今回はモロッコの「アイット・ベン・ハドゥの集落」について書いていこうと思います。

 



アイット・ベン・ハドゥは、モロッコの都市ワルザザート近郊、アトラス山脈の南麓に位置する要塞集落です。
1987年に世界遺産に登録されました。

11世紀頃から陸上交易ルート上の街として栄えましたが、その土地柄、盗賊に襲われることもしばしば。
そこで有力豪族のハドゥー一族が、集落全体を要塞化して備えたのが始まりだと言われています。

城塞化した集落はカスバと呼ばれ、特にアイット・ベン・ハドゥのカスバは保存状態が良好でした。
モロッコで一番美しい村とも言われ、「ソドムとゴモラ」「ハムナプトラ」「グラティエーター」など数々の映画のロケ地になり、人気の観光スポットとなっています。

集落には敵の侵入を防ぐために様々な工夫がなされていました。
村の手前にある小川を渡ると、大きな門や高い城壁が姿を現します。
門は使われておらず、いつも閉じているので脇から集落に入ります。
城壁の向こうには複数の塔があり、上方には銃眼が開いているのだとか。

アイット・ベン・ハドゥの集落は、敵の侵入を最小限にするため、入口が1つしかないというのも特徴です。
集落内には細い小道がたくさんあり、まるで迷路のよう。
建物を複雑に組み合わせて狭い迷路を作り、敵を迷わせるとともに、1人ずつしか通れないように工夫されているそうです。

要塞化された村はクサルと呼ばれ、迷路のような村も観光名所となっています。
カフェやお土産屋さんもあるので、迷路に迷って疲れたら一息つくもの良いでしょう。

集落の頂上には、籠城に備えて食糧庫が供えられています。
見張り台も兼ねており、万が一の時には村人たちが立てこもれるようになっているのだとか。

今は城壁と塔の一部が残っているだけですが、ここからはアイット・ベン・ハドゥの集落や対岸も町場などを一望できます。

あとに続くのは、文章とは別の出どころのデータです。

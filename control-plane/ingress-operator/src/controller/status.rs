use std::collections::BTreeMap;

use chrono::{DateTime, Utc};
use k8s_openapi::api::apps::v1::Deployment;
use k8s_openapi::api::core::v1::{Event, Service};
use kube::ResourceExt;
use kube::api::ObjectMeta;
use tracing::{debug, info, instrument};

use super::ControllerContext;
use super::conditions::{now, same_conditions, set_condition};
use super::errors::{AggregateError, ReconcileError};
use crate::crd::cluster_config::{
    ClusterOperatorSpec, OperandVersion, RelatedObject,
};
use crate::crd::{
    ClusterOperator, ClusterOperatorStatus, Condition, ConditionStatus,
    ConditionType, EndpointPublishingStrategyType, IngressController,
    IngressControllerStatus,
};
use crate::store::{ObjectKey, ObjectStore, StoreError};
use crate::templates::{
    DEPLOYMENT_LABEL, OWNING_INGRESS_CONTROLLER_LABEL,
    dns::load_balancer_address, load_balancer_service_name,
    router_deployment_name,
};

pub const CLUSTER_OPERATOR_NAME: &str = "ingress";
pub const SYNC_LOAD_BALANCER_FAILED: &str = "SyncLoadBalancerFailed";

fn available_replicas(dep: &Deployment) -> Option<i32> {
    dep.status.as_ref().and_then(|s| s.available_replicas)
}

fn desired_replicas(dep: &Deployment) -> i32 {
    dep.spec.as_ref().and_then(|s| s.replicas).unwrap_or(1)
}

pub fn deployment_available(dep: &Deployment) -> bool {
    available_replicas(dep).unwrap_or(0) > 0
}

/// `Available` for an IngressController from its router deployment.
pub fn compute_available(dep: Option<&Deployment>) -> Condition {
    match dep {
        None => Condition::new(
            ConditionType::Available,
            ConditionStatus::False,
            "DeploymentMissing",
            "router deployment does not exist",
        ),
        Some(d) if d.status.is_none() => Condition::new(
            ConditionType::Available,
            ConditionStatus::Unknown,
            "DeploymentPending",
            "router deployment has not reported status yet",
        ),
        Some(d) if deployment_available(d) => Condition::new(
            ConditionType::Available,
            ConditionStatus::True,
            "MinimumReplicasAvailable",
            format!(
                "{} of {} router replicas available",
                available_replicas(d).unwrap_or(0),
                desired_replicas(d)
            ),
        ),
        Some(_) => Condition::new(
            ConditionType::Available,
            ConditionStatus::False,
            "DeploymentUnavailable",
            "no router replicas are available",
        ),
    }
}

/// `Progressing` is true while the rollout has not caught up with spec.
pub fn compute_progressing(dep: Option<&Deployment>) -> Condition {
    let Some(dep) = dep else {
        return Condition::new(
            ConditionType::Progressing,
            ConditionStatus::True,
            "DeploymentMissing",
            "router deployment is being created",
        );
    };
    let want = desired_replicas(dep);
    let status = dep.status.clone().unwrap_or_default();
    let updated = status.updated_replicas.unwrap_or(0);
    let available = status.available_replicas.unwrap_or(0);
    if updated >= want && available >= want {
        Condition::new(
            ConditionType::Progressing,
            ConditionStatus::False,
            "AsExpected",
            "router rollout is complete",
        )
    } else {
        Condition::new(
            ConditionType::Progressing,
            ConditionStatus::True,
            "RolloutInProgress",
            format!(
                "{} updated and {} available of {} desired replicas",
                updated, available, want
            ),
        )
    }
}

fn event_time(ev: &Event) -> Option<DateTime<Utc>> {
    ev.last_timestamp
        .as_ref()
        .map(|t| t.0)
        .or_else(|| ev.event_time.as_ref().map(|t| t.0))
        .or_else(|| ev.metadata.creation_timestamp.as_ref().map(|t| t.0))
}

/// `LoadBalancerReady` for a load balancer service, explained by the newest
/// provisioning failure event when still pending.
pub fn compute_load_balancer_ready(
    svc: Option<&Service>,
    events: &[Event],
) -> Condition {
    let Some(svc) = svc else {
        return Condition::new(
            ConditionType::LoadBalancerReady,
            ConditionStatus::False,
            "ServiceNotFound",
            "load balancer service does not exist",
        );
    };
    if load_balancer_address(svc).is_some() {
        return Condition::new(
            ConditionType::LoadBalancerReady,
            ConditionStatus::True,
            "LoadBalancerProvisioned",
            "load balancer has been provisioned",
        );
    }
    let name = svc.name_any();
    let failure = events
        .iter()
        .filter(|e| e.reason.as_deref() == Some(SYNC_LOAD_BALANCER_FAILED))
        .filter(|e| e.involved_object.kind.as_deref() == Some("Service"))
        .filter(|e| e.involved_object.name.as_deref() == Some(name.as_str()))
        .max_by_key(|e| event_time(e));
    match failure {
        Some(ev) => Condition::new(
            ConditionType::LoadBalancerReady,
            ConditionStatus::False,
            SYNC_LOAD_BALANCER_FAILED,
            ev.message.clone().unwrap_or_default(),
        ),
        None => Condition::new(
            ConditionType::LoadBalancerReady,
            ConditionStatus::False,
            "LoadBalancerPending",
            "load balancer is being provisioned",
        ),
    }
}

fn material_change(
    old: &IngressControllerStatus,
    new: &IngressControllerStatus,
) -> bool {
    old.available_replicas != new.available_replicas
        || old.selector != new.selector
        || !same_conditions(&old.conditions, &new.conditions)
}

fn operator_status_changed(
    old: &ClusterOperatorStatus,
    new: &ClusterOperatorStatus,
) -> bool {
    old.versions != new.versions
        || old.related_objects != new.related_objects
        || !same_conditions(&old.conditions, &new.conditions)
}

/// Folds observed router state back into IngressController status and the
/// operator-wide ClusterOperator record.
pub struct StatusSyncer<S> {
    ctx: ControllerContext<S>,
}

集落はフォトジェニックなシーンがたくさんで、題材に困ることはありません。
しかし、城塞トップから集落を見下ろす際、昼の時間帯だと逆光になってしまうそう。
そのため、写真を撮るなら朝~午前中がおすすめだそうです。

アイット・ベン・ハドゥの村に入る時小川を渡らないといけませんが、川が増水している時もあります。
ズボンや服が濡れてしまうこともあるため、念のために着替えを持っていくと良いでしょう。
また、集落対岸の町場には大型のホテルもありますが、夜間は現在でも強盗に遭う危険性があるため、外出は避けましょう。